A Stable Faith by Rev. Shayna Appel
A few days ago, President Biden inferred that the COVID pandemic was behind us. As I sit to write this article, I am awaiting results from my rapid test kit to see if I am still testing positive for COVID-19, a little bonus I brought home with me from our weekend together at Ferry Beach! But even if that were not the case, you don’t need me to tell you what you all know: the COVID-19 pandemic is NOT behind us, and neither are the multiple consequences of it.

Still, I think we’d mostly agree that, while this virus is no longer with us in the way that it was, it is;
A) Still among us, and B) We are still living with the fall-out from it on multiple fronts!

We are, in effect, living in a liminal time between the COVID-19 pandemic and whatever will follow it. We are not in full-blown COVID, and we are not past it. We are very much like the hiker who, upon coming to a brook, takes a leap to get over it. Both feet have left dry land but we have not yet touched down on the other side.

I remember a mentor of mine telling a story about being in Jerusalem touring the ancient Temple. As they moved from the courtyard to the inner chambers, he found himself in a doorway unable to move forward due to the presence of his fellow travelers. He stood there a moment until one of the Temple docents approached him to say that he must not, “stand in the middle.” “The in-between place is very dangerous,” said the young man.

From a spiritual perspective, I get that. To be ‘in-between’ is to essentially be adrift — neither here nor there, neither fish nor fowl. Yet, it is widely understood in all traditions that practice any sort of ritual, that actual transformation requires passage through a liminal zone.
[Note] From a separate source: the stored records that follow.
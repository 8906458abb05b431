//! Element rendering and the root snapshot entry points.

use std::borrow::Cow;

use tracing::{debug, trace};

use super::value::{format_number, format_value, quote};
use super::{FormattingContext, RenderMode};
use crate::errors::{Result, SnapshotError};
use crate::options::Options;
use crate::path::ValuePath;
use crate::tree::{Child, TreeNode, Value};

/// Attribute that doubles as the child list when no explicit list exists.
pub const CHILDREN_KEY: &str = "children";

/// Renders a whole tree with the default options.
///
/// A node with neither attributes nor children comes back as one unpadded
/// line; anything larger is surrounded by a leading and a trailing newline.
///
/// # Examples
///
/// ```rust
/// use tree_snapshot::{to_snapshot, TreeNode};
/// assert_eq!(to_snapshot(&TreeNode::host("br")).unwrap(), "<br />");
/// let link = TreeNode::host("link").with_attribute("href", "/style.css");
/// assert_eq!(to_snapshot(&link).unwrap(), "\n<link\n  href=\"/style.css\"\n/>\n");
/// ```
pub fn to_snapshot(root: &TreeNode) -> Result<String> {
    to_snapshot_with(root, &Options::default())
}

/// Renders a whole tree with custom options, validating them first.
pub fn to_snapshot_with(root: &TreeNode, options: &Options) -> Result<String> {
    options.validate()?;
    let ctx = FormattingContext::root(options);
    let rendered = render_node(root, &ctx)?;
    let snapshot = if rendered.is_block {
        let mut padded = String::with_capacity(rendered.text.len() + 2);
        padded.push('\n');
        padded.push_str(&rendered.text);
        padded.push('\n');
        padded
    } else {
        rendered.text
    };
    debug!(tag = %root.tag, len = snapshot.len(), "rendered snapshot");
    Ok(snapshot)
}

/// Renders one element at the indentation carried by `ctx`.
///
/// The result starts at `<` and ends at the closing tag; no surrounding
/// newlines are added.
pub fn serialize_node(node: &TreeNode, ctx: &FormattingContext<'_>) -> Result<String> {
    render_node(node, ctx).map(|rendered| rendered.text)
}

// ============================================================================
// PRIVATE HELPERS
// ============================================================================

struct Rendered {
    text: String,
    /// The node spans more than one line: it has attributes or children.
    is_block: bool,
}

enum ChildRef<'a> {
    Text(Cow<'a, str>),
    Node(&'a TreeNode),
}

fn render_node(node: &TreeNode, ctx: &FormattingContext<'_>) -> Result<Rendered> {
    let name = node.tag.display_name()?;
    trace!(tag = name, depth = ctx.depth(), "serializing node");

    let attributes = format_attributes(node, ctx)?;
    let children = resolve_children(node)?;
    let has_attributes = !attributes.is_empty();

    let mut out = String::new();
    out.push('<');
    out.push_str(name);
    out.push_str(&attributes);

    if children.is_empty() {
        if has_attributes {
            ctx.newline(&mut out);
            out.push_str("/>");
        } else {
            out.push_str(" />");
        }
    } else {
        if has_attributes {
            ctx.newline(&mut out);
        }
        out.push('>');
        let child_ctx = ctx.nested();
        for child in &children {
            child_ctx.newline(&mut out);
            match child {
                ChildRef::Text(text) => out.push_str(text),
                ChildRef::Node(child) => out.push_str(&serialize_node(child, &child_ctx)?),
            }
        }
        ctx.newline(&mut out);
        out.push_str("</");
        out.push_str(name);
        out.push('>');
    }

    Ok(Rendered {
        text: out,
        is_block: has_attributes || !children.is_empty(),
    })
}

/// One `\n<indent>key=value` line per attribute, keys ascending.
fn format_attributes(node: &TreeNode, ctx: &FormattingContext<'_>) -> Result<String> {
    let attr_ctx = ctx.nested();
    let mut block = String::new();
    for (key, value) in node.attributes.iter() {
        if key == CHILDREN_KEY {
            continue;
        }
        let rendered = match value {
            Value::String(s) => quote(s),
            other => {
                let inner = format_value(other, &attr_ctx, RenderMode::AttributeValue)?;
                if inner.is_empty() {
                    continue;
                }
                format!("{{{}}}", inner)
            }
        };
        attr_ctx.newline(&mut block);
        block.push_str(key);
        block.push('=');
        block.push_str(&rendered);
    }
    Ok(block)
}

fn resolve_children(node: &TreeNode) -> Result<Vec<ChildRef<'_>>> {
    if let Some(children) = &node.children {
        return Ok(children
            .iter()
            .map(|child| match child {
                Child::Text(text) => ChildRef::Text(Cow::Borrowed(text.as_str())),
                Child::Node(node) => ChildRef::Node(node),
            })
            .collect());
    }

    let mut resolved = Vec::new();
    if let Some(value) = node.attributes.get(CHILDREN_KEY) {
        collect_children(value, &ValuePath::root(CHILDREN_KEY), &mut resolved)?;
    }
    Ok(resolved)
}

/// Flattens a `children` attribute into child entries. Null, undefined and
/// booleans render nothing.
fn collect_children<'a>(
    value: &'a Value,
    path: &ValuePath,
    out: &mut Vec<ChildRef<'a>>,
) -> Result<()> {
    match value {
        Value::String(text) => out.push(ChildRef::Text(Cow::Borrowed(text.as_str()))),
        Value::Number(n) => out.push(ChildRef::Text(Cow::Owned(format_number(*n)))),
        Value::Node(node) => out.push(ChildRef::Node(&**node)),
        Value::Array { items, .. } => {
            for (i, item) in items.iter().enumerate() {
                collect_children(item, &path.child(i), out)?;
            }
        }
        Value::Null | Value::Undefined | Value::Bool(_) => {}
        Value::Function | Value::Record { .. } => {
            return Err(SnapshotError::unsupported(
                path,
                format!("{} cannot be rendered as a child", value),
            ));
        }
    }
    Ok(())
}

#[cfg(test)]
mod tests {
    use super::*;
    use crate::tree::Tag;

    #[test]
    fn test_self_closing_without_attributes() {
        assert_eq!(to_snapshot(&TreeNode::host("br")).unwrap(), "<br />");
        assert_eq!(to_snapshot(&TreeNode::host("div")).unwrap(), "<div />");
    }

    #[test]
    fn test_self_closing_with_attributes() {
        let node = TreeNode::host("input").with_attribute("tabIndex", 1);
        assert_eq!(to_snapshot(&node).unwrap(), "\n<input\n  tabIndex={1}\n/>\n");
    }

    #[test]
    fn test_children_attribute_is_never_an_attribute() {
        let node = TreeNode::host("p").with_attribute("children", "hello");
        assert_eq!(to_snapshot(&node).unwrap(), "\n<p>\n  hello\n</p>\n");
    }

    #[test]
    fn test_explicit_children_win_over_attribute() {
        let node = TreeNode::host("p")
            .with_attribute("children", "ignored")
            .with_text("shown");
        assert_eq!(to_snapshot(&node).unwrap(), "\n<p>\n  shown\n</p>\n");
    }

    #[test]
    fn test_children_attribute_is_flattened() {
        let children = Value::array(vec![
            Value::from("a"),
            Value::Null,
            Value::array(vec![Value::from(2), Value::from(false)]),
            Value::from(TreeNode::host("hr")),
        ]);
        let node = TreeNode::host("div").with_attribute("children", children);
        assert_eq!(
            to_snapshot(&node).unwrap(),
            "\n<div>\n  a\n  2\n  <hr />\n</div>\n"
        );
    }

    #[test]
    fn test_record_child_is_rejected() {
        let children = Value::array(vec![Value::from("ok"), Value::record([("a", Value::from(1))])]);
        let node = TreeNode::host("div").with_attribute("children", children);
        match to_snapshot(&node) {
            Err(SnapshotError::UnsupportedValue { path, .. }) => {
                assert_eq!(path.to_string(), "children.1")
            }
            other => panic!("expected UnsupportedValue, got {:?}", other),
        }
    }

    #[test]
    fn test_anonymous_component_fails_fast() {
        let node = TreeNode::host("div").with_child(TreeNode::new(Tag::Component { name: None }));
        assert!(matches!(
            to_snapshot(&node),
            Err(SnapshotError::InvalidNode { .. })
        ));
    }

    #[test]
    fn test_only_empty_collection_attribute_renders_inline() {
        let node = TreeNode::host("ul").with_attribute("items", Value::array(Vec::new()));
        assert_eq!(to_snapshot(&node).unwrap(), "<ul />");
    }

    #[test]
    fn test_serialize_node_has_no_root_padding() {
        let node = TreeNode::host("a").with_attribute("href", "#");
        let ctx = FormattingContext::new("  ").nested();
        assert_eq!(
            serialize_node(&node, &ctx).unwrap(),
            "<a\n    href=\"#\"\n  />"
        );
    }
}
In any ritual, the elements or the individual will experience a stage in which they are no longer what they were, but they are not yet what they will be.

So, liminal time is a fact of life for anyone or anything that is up for the work of transformation. That being said, it doesn’t make it easy or pleasant. Just ask the caterpillar turning to mush inside their cocoon!

But, if liminal times are uncomfortable and challenging, they are also rich with possibility and opportunity. So this year our Soul Matters curriculum will have us exploring the spiritual practices necessary to navigate liminal times well. What comes to your mind when you think about belonging, courage, change, wonder, finding our center, love, vulnerability, resistance, creativity, and delight?

Think on these things and we’ll see you in worship!